Skip to content

Global Architecture

cmarat edited this page Jan 28, 2013 · 1 revision

Permalink

Global architecture

Goal

Implement an entity registry that works both in online and offline settings. During the on-line mode, the registry uses information coming from a centralised data server whereas in the offline setting the information will come from other instances of the registry. Every entity instance potentially contributes information to the global data space, either as a caching or an authority source.

Design considerations

  1. Use URIs as identifiers. The URIs are not restricted in terms of domain but use the HTTP protocol.
  2. Use open standard supported by the W3C, including those currently in discussion (c.f. work from the Linked Data Platform - LDP - working group).
  3. Focus on command line, API, and network based interfaces.
  4. Validation and stress test performed on the XO-1 from OLPC and the SheevaPlug from GlobalScale Technologies.
  5. Implementation essentially done in Python 2. Eventual use of Java for the centralised data server. Eventual use of compiled (C, C%2B%2B, …) low level data backend for increased performances on the XO.

Target features

  1. Search for the existence of an identifier
  2. Get the list of properties/values associated to an identifier with a dedicated API call
  3. Get the list of properties/values associated to an identifier with an HTTP access to the identifier
  4. Edit the properties/values associated to an identifier
  5. Create a new identifier
  6. Delete an identifier and all the related properties/values

Target milestones

The entity registry is developed in an incremental way with target milestones for the implemented features. Every new milestone is based on the work of the previous milestone, enhancing it with new features.

M4: System that allows to maintain locally a set of identifiers and their description (i.e. list of properties values)

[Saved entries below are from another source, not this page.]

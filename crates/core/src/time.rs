use chrono::{DateTime, NaiveDateTime, Utc};

/// A simple clock abstraction for deterministic time in services and tests.
#[derive(Debug, Clone, Copy, Default)]
pub enum Clock {
    #[default]
    Default,
    Fixed(DateTime<Utc>),
}

impl Clock {
    /// Returns a clock that uses the current system time.
    #[must_use]
    pub fn default_clock() -> Self {
        Self::Default
    }

    /// Returns a clock fixed at the given timestamp.
    #[must_use]
    pub fn fixed(at: DateTime<Utc>) -> Self {
        Self::Fixed(at)
    }

    /// Returns the current time according to the clock.
    #[must_use]
    pub fn now(&self) -> DateTime<Utc> {
        match self {
            Clock::Default => Utc::now(),
            Clock::Fixed(t) => *t,
        }
    }
}

/// Timestamp layout used in response rows (UTC, second precision).
pub const ROW_TIMESTAMP_FORMAT: &str = "%Y-%m-%d %H:%M:%S";

/// Formats a timestamp the way response rows store it.
#[must_use]
pub fn format_row_timestamp(at: DateTime<Utc>) -> String {
    at.format(ROW_TIMESTAMP_FORMAT).to_string()
}

/// Parses a row timestamp, accepting the row layout or RFC 3339.
#[must_use]
pub fn parse_row_timestamp(raw: &str) -> Option<DateTime<Utc>> {
    let raw = raw.trim();
    if let Ok(naive) = NaiveDateTime::parse_from_str(raw, ROW_TIMESTAMP_FORMAT) {
        return Some(naive.and_utc());
    }
    DateTime::parse_from_rfc3339(raw)
        .ok()
        .map(|t| t.with_timezone(&Utc))
}

/// Deterministic timestamp for tests and examples (2023-11-14T22:13:20Z).
pub const FIXED_TEST_TIMESTAMP: i64 = 1_700_000_000;

/// Returns a deterministic `DateTime<Utc>` for tests and doc examples.
///
/// # Panics
///
/// Panics if the fixed timestamp cannot be represented.
#[must_use]
pub fn fixed_now() -> DateTime<Utc> {
    DateTime::<Utc>::from_timestamp(FIXED_TEST_TIMESTAMP, 0)
        .expect("fixed timestamp should be valid")
}

/// Returns a `Clock` fixed at the deterministic test timestamp.
#[must_use]
pub fn fixed_clock() -> Clock {
    Clock::fixed(fixed_now())
}
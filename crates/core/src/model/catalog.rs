use std::collections::HashSet;

use thiserror::Error;

use crate::model::statement::{Statement, StatementKind};

#[derive(Debug, Error, Clone, PartialEq, Eq)]
#[non_exhaustive]
pub enum CatalogError {
    #[error("catalog has no statements")]
    Empty,

    #[error("duplicate statement text: {0}")]
    DuplicateText(String),
}

/// The full set of statements shown in one study run.
///
/// Statement text is unique within a catalog; nothing checks uniqueness across
/// catalogs.
#[derive(Debug, Clone, PartialEq, Eq)]
pub struct Catalog {
    statements: Vec<Statement>,
}

impl Catalog {
    /// # Errors
    ///
    /// Returns `CatalogError::Empty` for an empty list and
    /// `CatalogError::DuplicateText` when two statements share their text.
    pub fn new(statements: Vec<Statement>) -> Result<Self, CatalogError> {
        if statements.is_empty() {
            return Err(CatalogError::Empty);
        }
        let mut seen = HashSet::with_capacity(statements.len());
        for statement in &statements {
            if !seen.insert(statement.text()) {
                return Err(CatalogError::DuplicateText(statement.text().to_owned()));
            }
        }
        Ok(Self { statements })
    }

    #[must_use]
    pub fn statements(&self) -> &[Statement] {
        &self.statements
    }

    #[must_use]
    pub fn len(&self) -> usize {
        self.statements.len()
    }

    #[must_use]
    pub fn is_empty(&self) -> bool {
        self.statements.is_empty()
    }

    pub fn of_kind(&self, kind: StatementKind) -> impl Iterator<Item = &Statement> {
        self.statements.iter().filter(move |s| s.kind() == kind)
    }

    /// Statements whose truth is unknown: targets and controls.
    pub fn unresolved(&self) -> impl Iterator<Item = &Statement> {
        self.statements.iter().filter(|s| s.kind().is_unresolved())
    }

    /// Number of test statements; the denominator of a participant's score.
    #[must_use]
    pub fn test_count(&self) -> usize {
        self.of_kind(StatementKind::Test).count()
    }

    #[must_use]
    pub fn get(&self, text: &str) -> Option<&Statement> {
        self.statements.iter().find(|s| s.text() == text)
    }

    /// Pairs each target with a control, in catalog order.
    ///
    /// The n-th target is paired with the n-th control; unmatched statements
    /// are left out.
    #[must_use]
    pub fn control_pairs(&self) -> Vec<(&Statement, &Statement)> {
        self.of_kind(StatementKind::Target)
            .zip(self.of_kind(StatementKind::Control))
            .collect()
    }
}
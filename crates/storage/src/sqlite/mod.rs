use std::sync::Arc;
use std::time::Duration;

use sqlx::{SqlitePool, sqlite::SqlitePoolOptions};
use thiserror::Error;

use crate::repository::{ResponseSink, ResponseSource, Storage};

mod mapping;
mod migrate;
mod response_repo;

#[derive(Clone)]
pub struct SqliteRepository {
    pool: SqlitePool,
}

#[derive(Debug, Error)]
#[non_exhaustive]
pub enum SqliteInitError {
    #[error(transparent)]
    Sqlx(#[from] sqlx::Error),
}

impl SqliteRepository {
    /// Connect to `SQLite` using the given URL.
    ///
    /// # Errors
    ///
    /// Returns `SqliteInitError` if the connection cannot be established or
    /// the connection pragmas fail.
    pub async fn connect(database_url: &str) -> Result<Self, SqliteInitError> {
        let pool = SqlitePoolOptions::new()
            .max_connections(5)
            .acquire_timeout(Duration::from_secs(5))
            // Appends come from independent sessions while reports read the
            // whole table. WAL lets readers proceed during a write, and the busy
            // timeout makes a second writer wait instead of failing at once.
            .after_connect(|conn, _meta| {
                Box::pin(async move {
                    sqlx::query("PRAGMA journal_mode = WAL;")
                        .execute(&mut *conn)
                        .await?;
                    sqlx::query("PRAGMA busy_timeout = 5000;")
                        .execute(&mut *conn)
                        .await?;
                    Ok(())
                })
            })
            .connect(database_url)
            .await?;
        Ok(Self { pool })
    }

    /// Create tables if they do not exist.
    ///
    /// # Errors
    ///
    /// Returns `SqliteInitError` if migration queries fail.
    pub async fn migrate(&self) -> Result<(), SqliteInitError> {
        migrate::run_migrations(&self.pool).await
    }
}

impl Storage {
    /// Build a `Storage` backed by `SQLite`.
    ///
    /// # Errors
    ///
    /// Returns `SqliteInitError` if connection or migrations cannot be
    /// completed.
    pub async fn sqlite(database_url: &str) -> Result<Self, SqliteInitError> {
        let repo = SqliteRepository::connect(database_url).await?;
        repo.migrate().await?;
        let sink: Arc<dyn ResponseSink> = Arc::new(repo.clone());
        let source: Arc<dyn ResponseSource> = Arc::new(repo);
        Ok(Self { sink, source })
    }
}
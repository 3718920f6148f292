//! Crowd-belief estimate for unresolved statements.
//!
//! The estimate is a softmax over the yes/no tallies:
//!
//! ```text
//! p_true = e^(yes/b) / (e^(yes/b) + e^(no/b))
//! ```
//!
//! where `b` is the liquidity. The formula borrows the shape of an LMSR price,
//! but there is no share inventory, no subsidy and no trading cost: it is a
//! smoothing heuristic over counts and carries none of the bounded-loss
//! guarantees of a real automated market maker.

use chrono::{DateTime, Utc};
use thiserror::Error;

use crate::model::{Answer, ResponseRecord};

#[derive(Debug, Error, Clone, PartialEq)]
#[non_exhaustive]
pub enum MarketError {
    #[error("liquidity must be a finite value > 0, got {0}")]
    InvalidLiquidity(f64),
}

//
// ─── LIQUIDITY ────────────────────────────────────────────────────────────────
//

/// Sensitivity of the estimate to count imbalance.
///
/// Larger values flatten the curve toward 0.5.
#[derive(Debug, Clone, Copy, PartialEq)]
pub struct Liquidity(f64);

impl Liquidity {
    /// # Errors
    ///
    /// Returns `MarketError::InvalidLiquidity` unless `value` is finite and > 0.
    pub fn new(value: f64) -> Result<Self, MarketError> {
        if value.is_finite() && value > 0.0 {
            Ok(Self(value))
        } else {
            Err(MarketError::InvalidLiquidity(value))
        }
    }

    #[must_use]
    pub fn value(self) -> f64 {
        self.0
    }
}

impl Default for Liquidity {
    fn default() -> Self {
        Self(1.0)
    }
}

//
// ─── ODDS ─────────────────────────────────────────────────────────────────────
//

/// Probability that a statement resolves true, and its complement.
#[derive(Debug, Clone, Copy, PartialEq)]
pub struct Odds {
    pub p_true: f64,
    pub p_false: f64,
}

/// Yes/no counts for one statement.
#[derive(Debug, Clone, Copy, Default, PartialEq, Eq)]
pub struct Tally {
    pub yes: u32,
    pub no: u32,
}

impl Tally {
    /// Counts `true`/`false` answers for `statement_text`. Unanswered records
    /// are ignored.
    #[must_use]
    pub fn of(records: &[ResponseRecord], statement_text: &str) -> Self {
        let mut tally = Self::default();
        for record in records.iter().filter(|r| r.statement_text == statement_text) {
            tally.record(record.answer);
        }
        tally
    }

    pub fn record(&mut self, answer: Answer) {
        match answer {
            Answer::True => self.yes = self.yes.saturating_add(1),
            Answer::False => self.no = self.no.saturating_add(1),
            Answer::Unanswered => {}
        }
    }

    #[must_use]
    pub fn total(&self) -> u32 {
        self.yes.saturating_add(self.no)
    }

    #[must_use]
    pub fn odds(&self, liquidity: Liquidity) -> Odds {
        score_function(self.yes, self.no, liquidity)
    }
}

/// Converts yes/no counts into `(p_true, p_false)`.
///
/// Evaluated as `1 / (1 + e^((no - yes) / b))`, which equals the softmax form
/// but stays finite for large counts.
#[must_use]
pub fn score_function(yes: u32, no: u32, liquidity: Liquidity) -> Odds {
    let b = liquidity.value();
    let diff = (f64::from(no) - f64::from(yes)) / b;
    let p_true = 1.0 / (1.0 + diff.exp());
    Odds {
        p_true,
        p_false: 1.0 - p_true,
    }
}

/// Current estimate for one statement over all records.
#[must_use]
pub fn snapshot(records: &[ResponseRecord], statement_text: &str, liquidity: Liquidity) -> Odds {
    Tally::of(records, statement_text).odds(liquidity)
}

//
// ─── TRAJECTORY ───────────────────────────────────────────────────────────────
//

/// Estimate after one more respondent.
#[derive(Debug, Clone, Copy, PartialEq)]
pub struct TrajectoryPoint {
    pub at: DateTime<Utc>,
    pub p_true: f64,
}

/// Estimate after each matching record, in timestamp order.
///
/// Finite and single-pass over the sorted answers. Call [`trajectory`] again
/// to recompute it from the full record set.
#[derive(Debug, Clone)]
pub struct Trajectory {
    answers: Vec<(DateTime<Utc>, Answer)>,
    next: usize,
    tally: Tally,
    liquidity: Liquidity,
}

impl Iterator for Trajectory {
    type Item = TrajectoryPoint;

    fn next(&mut self) -> Option<Self::Item> {
        let (at, answer) = *self.answers.get(self.next)?;
        self.next += 1;
        self.tally.record(answer);
        Some(TrajectoryPoint {
            at,
            p_true: self.tally.odds(self.liquidity).p_true,
        })
    }

    fn size_hint(&self) -> (usize, Option<usize>) {
        let left = self.answers.len() - self.next;
        (left, Some(left))
    }
}

impl ExactSizeIterator for Trajectory {}

/// Probability trajectory for one statement.
///
/// Records sharing a timestamp keep their relative order.
#[must_use]
pub fn trajectory(
    records: &[ResponseRecord],
    statement_text: &str,
    liquidity: Liquidity,
) -> Trajectory {
    let mut answers: Vec<_> = records
        .iter()
        .filter(|r| r.statement_text == statement_text)
        .map(|r| (r.timestamp, r.answer))
        .collect();
    answers.sort_by_key(|(at, _)| *at);
    Trajectory {
        answers,
        next: 0,
        tally: Tally::default(),
        liquidity,
    }
}

//
// ─── TESTS ─────────────────────────────────────────────────────────────────────
//
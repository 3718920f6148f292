use chrono::Utc;
use sqlx::SqlitePool;

use super::SqliteInitError;

/// Runs the schema migrations that have not been applied yet.
///
/// Version 1 creates the append-only `responses` table. Its data columns use
/// the response row names and order.
pub async fn run_migrations(pool: &SqlitePool) -> Result<(), SqliteInitError> {
    async fn is_applied(pool: &SqlitePool, version: i64) -> Result<bool, sqlx::Error> {
        let row = sqlx::query("SELECT 1 FROM schema_migrations WHERE version = ?1")
            .bind(version)
            .fetch_optional(pool)
            .await?;
        Ok(row.is_some())
    }

    sqlx::query(
        r"
            CREATE TABLE IF NOT EXISTS schema_migrations (
                version INTEGER PRIMARY KEY,
                applied_at TEXT NOT NULL
            );
            ",
    )
    .execute(pool)
    .await?;

    if !is_applied(pool, 1).await? {
        let mut tx = pool.begin().await?;

        sqlx::query(
            r"
                CREATE TABLE IF NOT EXISTS responses (
                    id INTEGER PRIMARY KEY,
                    participant_id TEXT NOT NULL,
                    email TEXT NOT NULL,
                    statement TEXT NOT NULL,
                    answer TEXT NOT NULL,
                    feedback TEXT NOT NULL,
                    timestamp TEXT NOT NULL,
                    completion_status TEXT NOT NULL DEFAULT 'completed'
                );
            ",
        )
        .execute(&mut *tx)
        .await?;

        sqlx::query(
            r"
                CREATE INDEX IF NOT EXISTS idx_responses_statement_timestamp
                    ON responses (statement, timestamp);
            ",
        )
        .execute(&mut *tx)
        .await?;

        sqlx::query(
            r"
                INSERT INTO schema_migrations (version, applied_at)
                VALUES (?1, ?2)
                ON CONFLICT(version) DO NOTHING
            ",
        )
        .bind(1_i64)
        .bind(Utc::now())
        .execute(&mut *tx)
        .await?;

        tx.commit().await?;
    }

    Ok(())
}
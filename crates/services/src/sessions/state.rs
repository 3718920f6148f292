use std::fmt;

use study_core::model::{Participant, ResponseRecord, Statement};

use super::progress::SessionProgress;

/// Everything one participant's session needs between actions.
///
/// Owned by the caller and passed into every [`SessionController`] call; the
/// controller keeps no session state of its own. Fields are read-only outside
/// this crate so the lock and cursor invariants cannot be bypassed.
///
/// [`SessionController`]: super::SessionController
#[derive(Clone, PartialEq, Eq)]
pub struct SessionState {
    pub(crate) participant: Participant,
    pub(crate) queue: Vec<Statement>,
    pub(crate) cursor: usize,
    pub(crate) locked: bool,
    pub(crate) score: usize,
    pub(crate) responses: Vec<ResponseRecord>,
    pub(crate) flushed: usize,
    pub(crate) abandoned: bool,
}

impl SessionState {
    #[must_use]
    pub fn participant(&self) -> &Participant {
        &self.participant
    }

    #[must_use]
    pub fn queue(&self) -> &[Statement] {
        &self.queue
    }

    #[must_use]
    pub fn cursor(&self) -> usize {
        self.cursor
    }

    #[must_use]
    pub fn is_locked(&self) -> bool {
        self.locked
    }

    /// Correct answers to test statements so far.
    #[must_use]
    pub fn score(&self) -> usize {
        self.score
    }

    /// Every record produced in this session, in answer order.
    #[must_use]
    pub fn responses(&self) -> &[ResponseRecord] {
        &self.responses
    }

    /// Records not yet handed to the sink.
    #[must_use]
    pub fn pending(&self) -> &[ResponseRecord] {
        &self.responses[self.flushed..]
    }

    #[must_use]
    pub fn is_complete(&self) -> bool {
        self.cursor >= self.queue.len()
    }

    #[must_use]
    pub fn is_abandoned(&self) -> bool {
        self.abandoned
    }

    /// True when the current response is the one that finishes the queue.
    #[must_use]
    pub fn is_last(&self) -> bool {
        self.cursor + 1 >= self.queue.len()
    }

    #[must_use]
    pub fn progress(&self) -> SessionProgress {
        SessionProgress {
            total: self.queue.len(),
            answered: self.responses.len(),
            remaining: self.queue.len().saturating_sub(self.cursor),
            is_complete: self.is_complete(),
        }
    }

    pub(crate) fn mark_flushed(&mut self, count: usize) {
        self.flushed = (self.flushed + count).min(self.responses.len());
    }
}

impl fmt::Debug for SessionState {
    fn fmt(&self, f: &mut fmt::Formatter<'_>) -> fmt::Result {
        f.debug_struct("SessionState")
            .field("participant", &self.participant.id())
            .field("queue_len", &self.queue.len())
            .field("cursor", &self.cursor)
            .field("locked", &self.locked)
            .field("score", &self.score)
            .field("responses_len", &self.responses.len())
            .field("flushed", &self.flushed)
            .field("abandoned", &self.abandoned)
            .finish()
    }
}
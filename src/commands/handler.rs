//! Slash command handler trait and dispatch
//!
//! - **Version**: 1.0.0
//! - **Since**: 0.2.0

use std::sync::Arc;

use anyhow::Result;
use async_trait::async_trait;
use log::debug;
use serenity::model::application::interaction::application_command::ApplicationCommandInteraction;
use serenity::prelude::Context;

use crate::commands::bios::BiosHandler;
use crate::commands::birthdays::BirthdaysHandler;
use crate::commands::context::CommandContext;

/// A handler owning one or more top-level slash commands
#[async_trait]
pub trait SlashCommandHandler: Send + Sync {
    fn command_names(&self) -> &'static [&'static str];

    async fn handle(
        &self,
        ctx: &Arc<CommandContext>,
        serenity_ctx: &Context,
        command: &ApplicationCommandInteraction,
    ) -> Result<()>;
}

fn handlers() -> Vec<Box<dyn SlashCommandHandler>> {
    vec![Box::new(BiosHandler), Box::new(BirthdaysHandler)]
}

/// Route an application command to the handler that owns it.
pub async fn dispatch(
    ctx: &Arc<CommandContext>,
    serenity_ctx: &Context,
    command: &ApplicationCommandInteraction,
) -> Result<()> {
    let name = command.data.name.as_str();
    for handler in handlers() {
        if handler.command_names().contains(&name) {
            return handler.handle(ctx, serenity_ctx, command).await;
        }
    }
    debug!("No handler for command /{name}");
    Ok(())
}
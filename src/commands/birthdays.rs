//! Birthday listing command handler
//!
//! Handles: birthdays

use std::sync::Arc;

use anyhow::Result;
use async_trait::async_trait;
use chrono::{Datelike, NaiveDate, Utc};
use serenity::model::application::interaction::application_command::ApplicationCommandInteraction;
use serenity::model::id::UserId;
use serenity::prelude::Context;

use crate::commands::context::CommandContext;
use crate::commands::handler::SlashCommandHandler;
use crate::commands::{respond_ephemeral, respond_public, subcommand};
use crate::database::{Birthday, Privacy};

/// Handler for the server-facing birthday listing
pub struct BirthdaysHandler;

#[async_trait]
impl SlashCommandHandler for BirthdaysHandler {
    fn command_names(&self) -> &'static [&'static str] {
        &["birthdays"]
    }

    async fn handle(
        &self,
        ctx: &Arc<CommandContext>,
        serenity_ctx: &Context,
        command: &ApplicationCommandInteraction,
    ) -> Result<()> {
        match subcommand(command) {
            Some(("upcoming", _)) => self.handle_upcoming(ctx, serenity_ctx, command).await,
            _ => Ok(()),
        }
    }
}

/// How many calendar positions ahead of `today` a birthday sits, wrapping
/// through year-end. Used purely as a sort key.
fn calendar_offset(birthday: &Birthday, today: NaiveDate) -> u32 {
    const YEAR_SPAN: u32 = 13 * 32;
    let position = birthday.month * 32 + birthday.day;
    let today_position = today.month() * 32 + today.day();
    (position + YEAR_SPAN - today_position) % YEAR_SPAN
}

impl BirthdaysHandler {
    async fn handle_upcoming(
        &self,
        ctx: &Arc<CommandContext>,
        serenity_ctx: &Context,
        command: &ApplicationCommandInteraction,
    ) -> Result<()> {
        let Some(guild_id) = command.guild_id else {
            return respond_ephemeral(serenity_ctx, command, "This command only works on a server.")
                .await;
        };

        let birthdays_config = &ctx.config.birthdays;
        let (mut past, mut upcoming) = ctx
            .scheduler
            .get_past_upcoming_birthdays(
                birthdays_config.past_birthdays_day_range,
                birthdays_config.upcoming_birthdays_day_range,
            )
            .await?;

        let today = Utc::now().date_naive();
        // Most recent first for past, soonest first for upcoming
        past.sort_by_key(|(_, birthday)| std::cmp::Reverse(calendar_offset(birthday, today)));
        upcoming.sort_by_key(|(_, birthday)| calendar_offset(birthday, today));

        let mut past_lines = Vec::new();
        for (user_id, birthday) in &past {
            if let Some(line) = self.format_line(ctx, serenity_ctx, guild_id.0, *user_id, birthday) {
                past_lines.push(line);
            }
        }
        let mut upcoming_lines = Vec::new();
        for (user_id, birthday) in &upcoming {
            if let Some(line) = self.format_line(ctx, serenity_ctx, guild_id.0, *user_id, birthday) {
                upcoming_lines.push(line);
            }
        }

        if past_lines.is_empty() && upcoming_lines.is_empty() {
            return respond_ephemeral(
                serenity_ctx,
                command,
                "Nobody on this server has a birthday coming up. Set yours with `/birthday set`!",
            )
            .await;
        }

        let mut content = String::new();
        if !past_lines.is_empty() {
            content.push_str("**Past birthdays**\n");
            content.push_str(&past_lines.join("\n"));
            content.push('\n');
        }
        if !upcoming_lines.is_empty() {
            if !content.is_empty() {
                content.push('\n');
            }
            content.push_str("**Upcoming birthdays**\n");
            content.push_str(&upcoming_lines.join("\n"));
        }
        respond_public(serenity_ctx, command, &content).await
    }

    /// One listing line, or None when the user isn't a member of this guild.
    fn format_line(
        &self,
        ctx: &Arc<CommandContext>,
        serenity_ctx: &Context,
        guild_id: u64,
        user_id: u64,
        birthday: &Birthday,
    ) -> Option<String> {
        let member = serenity_ctx
            .cache
            .member(serenity::model::id::GuildId(guild_id), UserId(user_id))?;

        let name = match ctx.database.privacy_preferred_name(user_id) {
            Ok(Privacy::Public) => ctx
                .database
                .preferred_name(user_id)
                .ok()
                .flatten()
                .unwrap_or_else(|| member.display_name().to_string()),
            _ => member.display_name().to_string(),
        };

        let date = NaiveDate::from_ymd_opt(2000, birthday.month, birthday.day)?;
        Some(format!("🎂  `{}` - **{name}**", date.format("%b %d")))
    }
}
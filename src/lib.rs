// Core layer - configuration and time source
pub mod core;

// Features layer - all feature modules
pub mod features;

// Infrastructure
pub mod chat;
pub mod database;

// Application layer
pub mod commands;

// Re-export core config for convenience
pub use crate::core::Config;

// Re-export feature items for convenience
pub use crate::features::{
    // Birthdays
    birthday_scan_loop, BirthdayScheduler, TemplatePools,
    // Pronouns
    PronounSet,
};
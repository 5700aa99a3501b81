//! Shared context for command handlers
//!
//! - **Version**: 1.0.0
//! - **Since**: 0.2.0

use std::sync::Arc;

use crate::core::Config;
use crate::database::Database;
use crate::features::birthdays::BirthdayScheduler;

/// Shared context for all command handlers
///
/// Contains the core services command handlers need:
/// - Database for user profiles and guild settings
/// - BirthdayScheduler so profile edits can re-arm or cancel notifications
/// - Config for the birthday listing windows
pub struct CommandContext {
    pub database: Database,
    pub scheduler: Arc<BirthdayScheduler>,
    pub config: Arc<Config>,
}

impl CommandContext {
    pub fn new(database: Database, scheduler: Arc<BirthdayScheduler>, config: Arc<Config>) -> Self {
        CommandContext {
            database,
            scheduler,
            config,
        }
    }
}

Using this implementation, one can:

  1. Check for the existence of a particular identifier
  2. Retrieve the description associated to an identifier (lookup)
  3. Edit the description of an identifier
  4. Delete an identifier and its associated description

This system features a local consistency mechanism ensuring there is no duplicate identifiers.

Tasks:

  1. Teodor: check M. Hausenblas’ and assess wether it could be used as a basis for the back-end
  2. Teodor: install and test ld-in-couch or a cassandra-based solution (i.e. cumulusrdf - or else...); might be a good idea to use Python if we want do deploy on the XOs (TBD)
  3. VU: test if couchdb runs on the XO, also implement the same with SemanticXO

M7: Connection of several systems in a network

The additional target features are:

  1. Distributed lookup within the network of registry instances
  2. Replication of entity descriptions across the instances

The publication of entity is still local to the instances. The consistency check is extended to ensure the non existence of duplicate identifiers across all the instances

M9: Addition of centralised system

The network of instances of the registry is enhanced with the access to a centralised authority allowing for the publication/removal of identifiers. Added features:

  1. Access to the description of an identifier through HTTP requests to the centralised server
  2. Publication and removal of authoritative description of identifiers

M12: Integration with other registries

Integration of the system with registries such as DNS. Also inclusion of LOD data for the identifiers which happen to be also described in this data space. Added feature:

  1. Integration of DNS records, resolution of identifier from these records
  2. Integration of LOD data as part of the description of an identifier

Additional feature and design issues

These points are likely to be desired features but are not mission critical

  1. Encryption of the data
  2. Compression of the data to save bandwidth
  3. Full track of provenance of the information as part of the description of an identifier
  4. ACLs for the access to the information (probably to be coupled with provenance)
  5. Versioning

Open (design) issues

  1. If the system is used to describe dbpedia:Amsterdam, how do we ensure that this description is accessible through HTTP? Ideas:

  2. Tweak the URI to have something like wikireg.com/entity/dbpedia:Amsterdam, add the description from dbpedia:Amsterdam as additional, external, information.

Related work

  1. OKKAM: centralised entity registry
  2. LD-in-Couch: entity store whose goals are similar to the system targetted for M4 ()
  3. Work by Alethia Hume on distributed entity search ()